Por Joana Cunha | Folhapress
Foto: Reprodução
O TRF-2 (Tribunal Regional Federal da 2ª Região) concedeu habeas corpus, nesta terça-feira (20), para revogar o mandado de prisão emitido contra Miguel Gutierrez, ex-CEO da Americanas, na esteira do escândalo contábil na varejista.
Gutierrez, que também tem cidadania espanhola e atualmente mora na Espanha, foi alvo do mandado de prisão no dia 27 de junho, no âmbito da operação Disclosure da Polícia Federal, que também cumpriu mandados de busca e apreensão contra outros ex-executivos da companhia.
Outra ex-diretora da Americanas, Anna Saicali, também havia sido alvo de um mandado de prisão, depois revogado pela Justiça em troca de sua apresentação às autoridades. Ela estava em Portugal, chegou em São Paulo no início de julho e se apresentou à Polícia Federal, na delegacia especial do Aeroporto Internacional de Guarulhos.
O ex-CEO chegou a entrar na difusão vermelha da Interpol e ser preso em Madri por cerca de um dia em junho, mas foi solto e entregou o passaporte às autoridades espanholas. Com o habeas corpus, que foi concedido por unanimidade, será enviado um ofício à representação regional da Interpol no Rio de Janeiro para a retirada do nome de Gutierrez da difusão vermelha.
Ao pedir a prisão preventiva do ex-CEO, em junho, a Polícia Federal afirmou que o executivo se desfez de bens, entre eles imóveis e veículos, e enviou valores a offshores sediadas em paraísos fiscais.
Procurada pela reportagem, a defesa de Gutierrez não quis se manifestar. Em manifestações anteriores, sua defesa afirmou que Gutierrez "reitera que jamais participou ou teve conhecimento de qualquer fraude e que vem colaborando com as autoridades, prestando os esclarecimentos devidos nos foros próprios".
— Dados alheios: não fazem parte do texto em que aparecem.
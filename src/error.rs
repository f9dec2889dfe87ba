//! Error types and HTTP error response handling.
//!
//! This module defines all application errors and how they are converted
//! into HTTP responses with appropriate status codes and JSON bodies.

use axum::{
    Json,
    http::StatusCode,
    response::{IntoResponse, Response},
};
use serde_json::json;

/// Application-wide error type.
///
/// This enum represents all possible errors that can occur in the application.
/// Each variant maps to a specific HTTP status code and error message.
///
/// # Error Categories
///
/// - **Lookup Errors**: Requested project, model, shape or weather file does
///   not exist
/// - **Authentication Errors**: Invalid or missing API keys
/// - **Validation Errors**: Invalid request data (bad archives, bad masks)
/// - **Storage Errors**: Filesystem or object store failures
#[derive(Debug, thiserror::Error)]
pub enum AppError {
    /// No project with the given id exists in the store.
    ///
    /// Returns HTTP 404 Not Found.
    #[error("Project not found: {0}")]
    ProjectNotFound(String),

    /// A project with the given id already exists.
    ///
    /// Returns HTTP 409 Conflict.
    #[error("Project already exists: {0}")]
    DuplicateProject(String),

    /// The project metadata does not reference a Hydrus model with this id.
    ///
    /// Returns HTTP 404 Not Found.
    #[error("Unknown Hydrus model: {0}")]
    UnknownHydrusModel(String),

    /// The project has no Modflow model assigned.
    ///
    /// Returns HTTP 404 Not Found.
    #[error("Project has no Modflow model")]
    UnknownModflowModel,

    /// The project metadata does not reference a shape with this id.
    ///
    /// Returns HTTP 404 Not Found.
    #[error("Unknown shape: {0}")]
    UnknownShape(String),

    /// The project metadata does not reference a weather file with this id.
    ///
    /// Returns HTTP 404 Not Found.
    #[error("Unknown weather file: {0}")]
    UnknownWeatherFile(String),

    /// API key is missing or does not match the configured key.
    ///
    /// Returns HTTP 401 Unauthorized.
    #[error("Invalid API key")]
    InvalidApiKey,

    /// Request body or parameters are invalid.
    ///
    /// Returns HTTP 400 Bad Request.
    /// The String contains details about what was invalid.
    #[error("Invalid request: {0}")]
    InvalidRequest(String),

    /// An uploaded model archive could not be read as a ZIP file.
    ///
    /// Returns HTTP 400 Bad Request.
    #[error("Bad model archive: {0}")]
    Archive(#[from] zip::result::ZipError),

    /// Filesystem operation failed (workspace backend).
    #[error("Storage I/O error: {0}")]
    Io(#[from] std::io::Error),

    /// Project metadata or a shape mask could not be (de)serialized.
    #[error("Metadata serialization error: {0}")]
    Json(#[from] serde_json::Error),

    /// A request to the object store could not be performed.
    #[error("Object store request failed: {0}")]
    ObjectStore(#[from] reqwest::Error),

    /// The object store answered with an unexpected HTTP status.
    #[error("Object store returned status {status} for {key}")]
    ObjectStoreStatus { status: u16, key: String },

    /// A blocking archive task panicked or was cancelled.
    #[error("Archive task failed: {0}")]
    TaskJoin(#[from] tokio::task::JoinError),
}

/// Convert AppError into an HTTP response.
///
/// This implementation allows Axum handlers to return `Result<T, AppError>`
/// and have errors automatically converted to proper HTTP responses.
///
/// # Response Format
///
/// All errors return JSON in this format:
/// ```json
/// {
///   "error": {
///     "code": "error_type",
///     "message": "Human-readable error message"
///   }
/// }
/// ```
///
/// Storage-level errors (I/O, object store, serialization) are logged and
/// reported to the client as a generic 500 without internal details.
impl IntoResponse for AppError {
    fn into_response(self) -> Response {
        // Map each error variant to (HTTP status, error code, message)
        let (status, code, message) = match self {
            AppError::ProjectNotFound(_) => {
                (StatusCode::NOT_FOUND, "project_not_found", self.to_string())
            }
            AppError::DuplicateProject(_) => (
                StatusCode::CONFLICT,
                "project_already_exists",
                self.to_string(),
            ),
            AppError::UnknownHydrusModel(_) => (
                StatusCode::NOT_FOUND,
                "unknown_hydrus_model",
                self.to_string(),
            ),
            AppError::UnknownModflowModel => (
                StatusCode::NOT_FOUND,
                "unknown_modflow_model",
                self.to_string(),
            ),
            AppError::UnknownShape(_) => (StatusCode::NOT_FOUND, "unknown_shape", self.to_string()),
            AppError::UnknownWeatherFile(_) => (
                StatusCode::NOT_FOUND,
                "unknown_weather_file",
                self.to_string(),
            ),
            AppError::InvalidApiKey => (
                StatusCode::UNAUTHORIZED,
                "invalid_api_key",
                self.to_string(),
            ),
            AppError::InvalidRequest(ref msg) => {
                (StatusCode::BAD_REQUEST, "invalid_request", msg.clone())
            }
            AppError::Archive(_) => (StatusCode::BAD_REQUEST, "bad_archive", self.to_string()),
            AppError::Io(_)
            | AppError::Json(_)
            | AppError::ObjectStore(_)
            | AppError::ObjectStoreStatus { .. }
            | AppError::TaskJoin(_) => {
                tracing::error!("storage error: {:?}", self);
                (
                    StatusCode::INTERNAL_SERVER_ERROR,
                    "internal_error",
                    "An internal error occurred".to_string(),
                )
            }
        };

        // Build JSON response body
        let body = Json(json!({
            "error": {
                "code": code,
                "message": message
            }
        }));

        // Return the response with status code and JSON body
        (status, body).into_response()
    }
}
Em julho, o MPF (Ministério Público Federal) também pediu a extradição do executivo. Os procuradores justificaram que a medida é necessária já que, caso negada a extradição, abre-se a possibilidade do executivo ser processado e julgado na Espanha.
Para especialistas ouvidos pela reportagem, no entanto, a chance do ex-CEO ser extraditado é pequena. Gutierrez tem cidadania espanhola, o que diminui a possibilidade de a Justiça espanhola aceitar o pedido. O fator "reciprocidade" é levado em conta nesses casos -e, como o Brasil não extradita cidadãos brasileiros, ainda que condenados em outros países, dificilmente a Espanha aceitaria tomar essa atitude.
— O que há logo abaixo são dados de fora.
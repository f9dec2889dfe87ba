//! Shared application state and storage backend selection.
//!
//! This module builds the state that Axum injects into every handler:
//! the configured storage backend behind the `ProjectDao` trait, plus the
//! hashed API key when authentication is enabled.

use std::sync::Arc;

use sha2::{Digest, Sha256};

use crate::config::{Config, StorageBackend};
use crate::dao::{Dao, fs::FsProjectDao, minio::MinioProjectDao};
use crate::minio::MinioClient;

/// State shared by all handlers via Axum's `State` extraction.
#[derive(Clone)]
pub struct AppState {
    /// The configured storage backend.
    pub dao: Dao,

    /// SHA-256 (hex) of the configured API key, when auth is enabled.
    pub api_key_hash: Option<String>,
}

impl AppState {
    /// Whether the `/api` routes require a bearer token.
    pub fn requires_auth(&self) -> bool {
        self.api_key_hash.is_some()
    }
}

/// Build the application state from configuration.
///
/// Selects the storage backend: a local workspace directory for desktop
/// installs, or a MinIO root bucket for docker / k8s installs. Backend
/// construction validates its settings eagerly so misconfiguration fails at
/// startup, not on the first request.
pub async fn build_state(config: &Config) -> anyhow::Result<AppState> {
    let dao: Dao = match config.storage {
        StorageBackend::Fs => {
            tracing::info!("Using filesystem storage at {:?}", config.workspace_dir);
            Arc::new(FsProjectDao::new(config.workspace_dir.clone()).await?)
        }
        StorageBackend::Minio => {
            let settings = config.minio()?;
            tracing::info!(
                "Using MinIO storage at {} (bucket {})",
                settings.endpoint,
                settings.root_bucket
            );
            Arc::new(MinioProjectDao::new(MinioClient::new(&settings)?))
        }
    };

    let api_key_hash = config
        .api_key
        .as_deref()
        .map(|key| hex::encode(Sha256::digest(key.as_bytes())));

    Ok(AppState { dao, api_key_hash })
}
Além do inquérito pelos crimes de uso de informação privilegiada, manipulação de mercado e associação criminosa, Gutierrez é alvo de investigação sobre lavagem de dinheiro. O executivo teve uma carreira de quase 30 anos na companhia, é carioca e engenheiro, formado pela UFRJ (Universidade Federal do Rio de Janeiro).
Apesar de integrar o alto escalão da Americanas, Gutierrez era conhecido como um 'sujeito oculto' na varejista. Com o mercado, por exemplo, seu contato era restrito às teleconferências de resultados que companhias de capital aberto realizam trimestralmente.
O rombo nas contas da Americanas foi revelado em janeiro de 2023, quando a empresa anunciou ao mercado que havia encontrado inconsistências contábeis bilionárias, o que levou a varejista a entrar em um processo de recuperação judicial.
A fraude contábil que levou ao pedido de recuperação foi confirmada, em junho deste ano, pela investigação de um comitê independente. A Polícia Federal, que também está conduzindo investigação, aponta que a fraude pode chegar a R$ 25,3 bilhões.
Na última semana, o balanço corporativo da empresa apontou prejuízo de R$ 2,3 bilhões em 2023. Os dados indicam sucessivos prejuízos na companhia. No primeiro semestre de 2024, a perda foi de R$ 1,412 bilhão, ante R$ 3,203 bilhões registrados no mesmo período do ano passado.
A perda em 2022 também foi atualizada, de prejuízo de R$ 12,9 bilhões para R$ 13,2 bilhões. O balanço também apontou redução no número de lojas. Eram 1.023 unidades convencionais em 2022, 991 em 2023 e 972 no fim do primeiro semestre de 2024. No modelo express, eram 780 em 2022, 687 em 2023 e 650 na primeira metade deste ano.